Vascular complications with a percentage of 20.21% were the most frequent complications, similar to those reported in the literature.17-19 The primary reasons behind these complications are calcified artery and wrong puncture site.20-22 Risk factors for vascular complications include calcified vessels, advanced age, chronic kidney failure, and coronary artery disease23-25.

High-grade heart blocks requiring pacemaker implantation were the second most frequent complications. Pacemaker demand was more frequent in patients of advanced age, coronary artery disease, and diabetes mellitus. In addition, parallel to the literature, pacemaker demand was lower in patients with balloon expandable valves.26-28 Perforation due to a temporary pacemaker lead in the right ventricle and consequent pericardial tamponade was another complication observed in this study. A right ventricle lead for more than 24 h increases the perforation risk. In addition, left ventricular stimulation via TAVI stiff wire may reduce ventricular perforation risk caused by temporary pacemaker.29-31

Similar to the literature, mortality and morbidity rates of TAVI patients with chronic kidney failure were higher in our study.32-34 Morbidity and mortality rates in this study were similar to those reported in the literature.35 We hope that these findings will be used to develop strategies to reduce mortality and morbidity rates in TAVI procedures.


CONCLUSION

It would be beneficial for each TAVI center to calculate the mortality and morbidity rates regularly and compare them with the world literature. In this way, mortality and morbidity rates can be reduced and better procedural results can be obtained. When we look at the statistics in our hospital, it is seen that the complications of peripheral artery injury and pericardial tamponade are high. The risk of pericardial tamponade can be reduced with left ventricular pacing. In addition, we think that angiographic imaging of the puncture site or puncture under ultrasound to reduce peripheral artery injuries will reduce the complication rates.

MAIN POINTS

• This study revealed the complication rates in TAVI procedures performed in North Cyprus and compare them with the findings in other TAVI centers.
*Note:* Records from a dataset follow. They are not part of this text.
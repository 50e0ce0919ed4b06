//! Chunked dialogue-corpus pipeline: manifest-driven download, gzip
//! decompression, SQLite-backed caching, and in-memory filter queries.
//!
//! This crate provides a clean API to:
//! - Ensure the dialogue corpus for a given data version is loaded,
//!   replaying the local cache when the version matches and downloading
//!   chunk files otherwise
//! - Run synchronous filter queries (speaker / scenario type / content
//!   pattern) over the assembled corpus
//! - Inspect and clear the persistent chunk cache
//!
//! The design is flat (no deep nesting) and splits responsibilities into
//! focused modules; [`DialogueStore`] is the single entry point recommended
//! for application code.

mod config;
mod errors;
mod fetch;
mod index;
mod loader;
mod manifest;
mod progress;
mod record;
mod store;

pub use config::{DEFAULT_FETCH_BATCH, StoreConfig};
pub use errors::{Result, SearchError};
pub use index::{Corpus, ResultGroup, SearchFilter, group_results};
pub use loader::LoadEvent;
pub use manifest::{CacheMetadata, ChunkEntry, ChunkManifest, ChunkPayload};
pub use progress::{BarProgress, NoopProgress, Progress};
pub use record::{DialogueRecord, ScenarioType};
pub use store::ChunkStore;

use std::collections::BTreeMap;
use std::sync::{Arc, RwLock};

use tokio::sync::{Mutex, mpsc};
use tracing::trace;

use crate::loader::LoadRequest;

/// UI-facing facade over the background loader and the corpus index.
///
/// Construct once at startup; the loader worker task is spawned here and
/// owned for the lifetime of the facade. Queries are synchronous and only
/// succeed after a load cycle completed.
pub struct DialogueStore {
    cfg: StoreConfig,
    requests: mpsc::Sender<LoadRequest>,
    /// Serializes load cycles; makes the single-in-flight-load rule an
    /// object invariant rather than a convention.
    load_gate: Mutex<()>,
    /// Current corpus generation. Replaced atomically on a successful load;
    /// in-flight readers keep their `Arc` clone of the old generation.
    loaded: RwLock<Option<(String, Arc<Corpus>)>>,
}

impl DialogueStore {
    /// Constructs the facade and spawns the loader worker. Must be called
    /// from within a tokio runtime.
    pub fn new(cfg: StoreConfig) -> Self {
        trace!(base_url = %cfg.base_url, version = %cfg.data_version, "DialogueStore::new");
        let requests = loader::spawn(cfg.clone());
        Self {
            cfg,
            requests,
            load_gate: Mutex::new(()),
            loaded: RwLock::new(None),
        }
    }

    /// Ensures the corpus at the configured data version is queryable.
    ///
    /// Idempotent start: concurrent callers share one load cycle. The
    /// first runs it, the rest wait on the gate and observe the installed
    /// generation. Progress and phase messages are forwarded to `progress`.
    ///
    /// # Errors
    /// Any loader-level error terminates the cycle and is returned as-is;
    /// retry is a new `ensure_loaded` call, optionally after
    /// [`clear_cache`](Self::clear_cache).
    pub async fn ensure_loaded(&self, progress: &dyn Progress) -> Result<()> {
        let _gate = self.load_gate.lock().await;
        if self.loaded_version().as_deref() == Some(self.cfg.data_version.as_str()) {
            trace!("corpus already loaded at requested version");
            return Ok(());
        }

        let (tx, mut rx) = mpsc::channel(32);
        self.requests
            .send(LoadRequest::Load {
                version: self.cfg.data_version.clone(),
                events: tx,
            })
            .await
            .map_err(|_| SearchError::WorkerGone)?;

        while let Some(event) = rx.recv().await {
            match event {
                LoadEvent::Log(msg) => progress.message(&msg),
                LoadEvent::Progress {
                    current,
                    total,
                    message,
                } => progress.advance(u64::from(current), u64::from(total), &message),
                LoadEvent::Complete {
                    dialogues,
                    event_names,
                } => {
                    let count = dialogues.len();
                    self.install(Corpus {
                        dialogues,
                        event_names,
                    });
                    progress.finish(&format!("{count} dialogues ready"));
                    return Ok(());
                }
                LoadEvent::Error { error } => return Err(error),
            }
        }
        Err(SearchError::WorkerGone)
    }

    /// Runs one filter query over the current corpus generation.
    ///
    /// # Errors
    /// [`SearchError::NotLoaded`] before the first successful load,
    /// [`SearchError::InvalidPattern`] for a bad content pattern.
    pub fn search(&self, filter: &SearchFilter) -> Result<Vec<DialogueRecord>> {
        self.current()?.search(filter)
    }

    /// The event-id → display-name table delivered with the corpus.
    pub fn event_names(&self) -> Result<BTreeMap<String, String>> {
        Ok(self.current()?.event_names.clone())
    }

    /// Destroys the persistent cache and discards the in-memory corpus.
    /// Safe to call when no cache exists.
    pub async fn clear_cache(&self) -> Result<()> {
        let path = self.cfg.db_path.clone();
        tokio::task::spawn_blocking(move || -> Result<()> {
            if !path.exists() {
                return Ok(());
            }
            ChunkStore::open(&path)?.delete_all()
        })
        .await??;

        let mut loaded = self.loaded.write().unwrap_or_else(|e| e.into_inner());
        *loaded = None;
        Ok(())
    }

    /// Approximate size of the persistent cache in bytes; 0 when nothing
    /// was ever cached. Walks every stored value, so this is O(n) over the
    /// whole cache; keep it off hot paths.
    pub async fn estimate_cache_size(&self) -> Result<u64> {
        let path = self.cfg.db_path.clone();
        tokio::task::spawn_blocking(move || -> Result<u64> {
            if !path.exists() {
                return Ok(0);
            }
            ChunkStore::open(&path)?.estimate_size()
        })
        .await?
    }

    fn current(&self) -> Result<Arc<Corpus>> {
        let loaded = self.loaded.read().unwrap_or_else(|e| e.into_inner());
        loaded
            .as_ref()
            .map(|(_, corpus)| Arc::clone(corpus))
            .ok_or(SearchError::NotLoaded)
    }

    fn loaded_version(&self) -> Option<String> {
        let loaded = self.loaded.read().unwrap_or_else(|e| e.into_inner());
        loaded.as_ref().map(|(v, _)| v.clone())
    }

    fn install(&self, corpus: Corpus) {
        let mut loaded = self.loaded.write().unwrap_or_else(|e| e.into_inner());
        *loaded = Some((self.cfg.data_version.clone(), Arc::new(corpus)));
    }
}
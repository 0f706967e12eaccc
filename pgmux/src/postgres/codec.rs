//! Framing of backend messages from a byte buffer.
//!
//! Encoding is done by [`frontend::write`][super::frontend::write], this module only handles
//! splitting complete frames off the read buffer.
use bytes::{Buf, Bytes, BytesMut};

use super::{BackendMessage, BackendProtocol, ProtocolError};

/// Message type plus length.
pub const HEADER_LEN: usize = 1 + 4;

/// Default upper bound of a single backend message, 1 GiB, the largest value postgres can send.
pub const DEFAULT_MAX_MESSAGE_LEN: usize = 1 << 30;

/// Try to split one complete backend frame off the front of `buf`.
///
/// Returns `Ok(None)` when more bytes are required, in that case `buf` is left untouched
/// and has capacity reserved for the remaining frame.
///
/// The declared length includes the length field itself, a value below 4 or above `max_len`
/// is rejected.
pub fn decode_frame(buf: &mut BytesMut, max_len: usize) -> Result<Option<(u8, Bytes)>, ProtocolError> {
    let Some(header) = buf.get(..HEADER_LEN) else {
        return Ok(None);
    };

    let msgtype = header[0];
    let len = i32::from_be_bytes([header[1], header[2], header[3], header[4]]);

    if len < 4 || len as usize > max_len {
        return Err(ProtocolError::InvalidLength { msgtype, len: len.into(), max: max_len });
    }

    let len = len as usize;
    if buf.len() < 1 + len {
        buf.reserve(1 + len - buf.len());
        return Ok(None);
    }

    buf.advance(HEADER_LEN);
    let body = buf.split_to(len - 4).freeze();

    Ok(Some((msgtype, body)))
}

/// Split and decode one complete backend message.
pub fn decode<B: BackendProtocol>(buf: &mut BytesMut, max_len: usize) -> Result<Option<B>, ProtocolError> {
    match decode_frame(buf, max_len)? {
        Some((msgtype, body)) => B::decode(msgtype, body).map(Some),
        None => Ok(None),
    }
}

/// Decode a frame into [`BackendMessage`].
pub fn decode_message(msgtype: u8, body: Bytes) -> Result<BackendMessage, ProtocolError> {
    BackendMessage::decode(msgtype, body)
}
• There are no studies on TAVI in North Cyprus. This study may help to reduce the mortality and morbidity rates during and after the TAVI procedure and will be a source for the next studies.

• In this study, 94 TAVI procedures performed in a state hospital in North Cyprus between 2016 and 2021 were examined, and the mortality and morbidity rates from hospitalization to discharge were calculated and the results were reported.

• The 7-day mortality rate was found to be 5.31% in 94 patients with TAVI performed in our hospital.

• The most frequent complications observed in TAVI patients were peripheral vascular complications, and insertion of 5F sheath may be helpful for safety.

ETHICS

Ethics Committee Approval: This study was approved by the Dr. Burhan Nalbantoğlu Ethics Committee (approval number: 67/21).

Informed Consent: Informed consent was obtained from all participants.

Peer-review: Externally peer-reviewed.

Authorship Contributions

Concept: A.Ö., C.C., Design: A.Ö., C.C., Data Collection and/or Processing: A.Ö., C.C., Analysis and/or Interpretation: A.Ö., C.C., Literature Search: A.Ö., C.C., Writing: A.Ö., C.C.

DISCLOSURES

Conflict of Interest: No conflict of interest was declared by the authors.

Financial Disclosure: The authors declared that this study had received no financial support.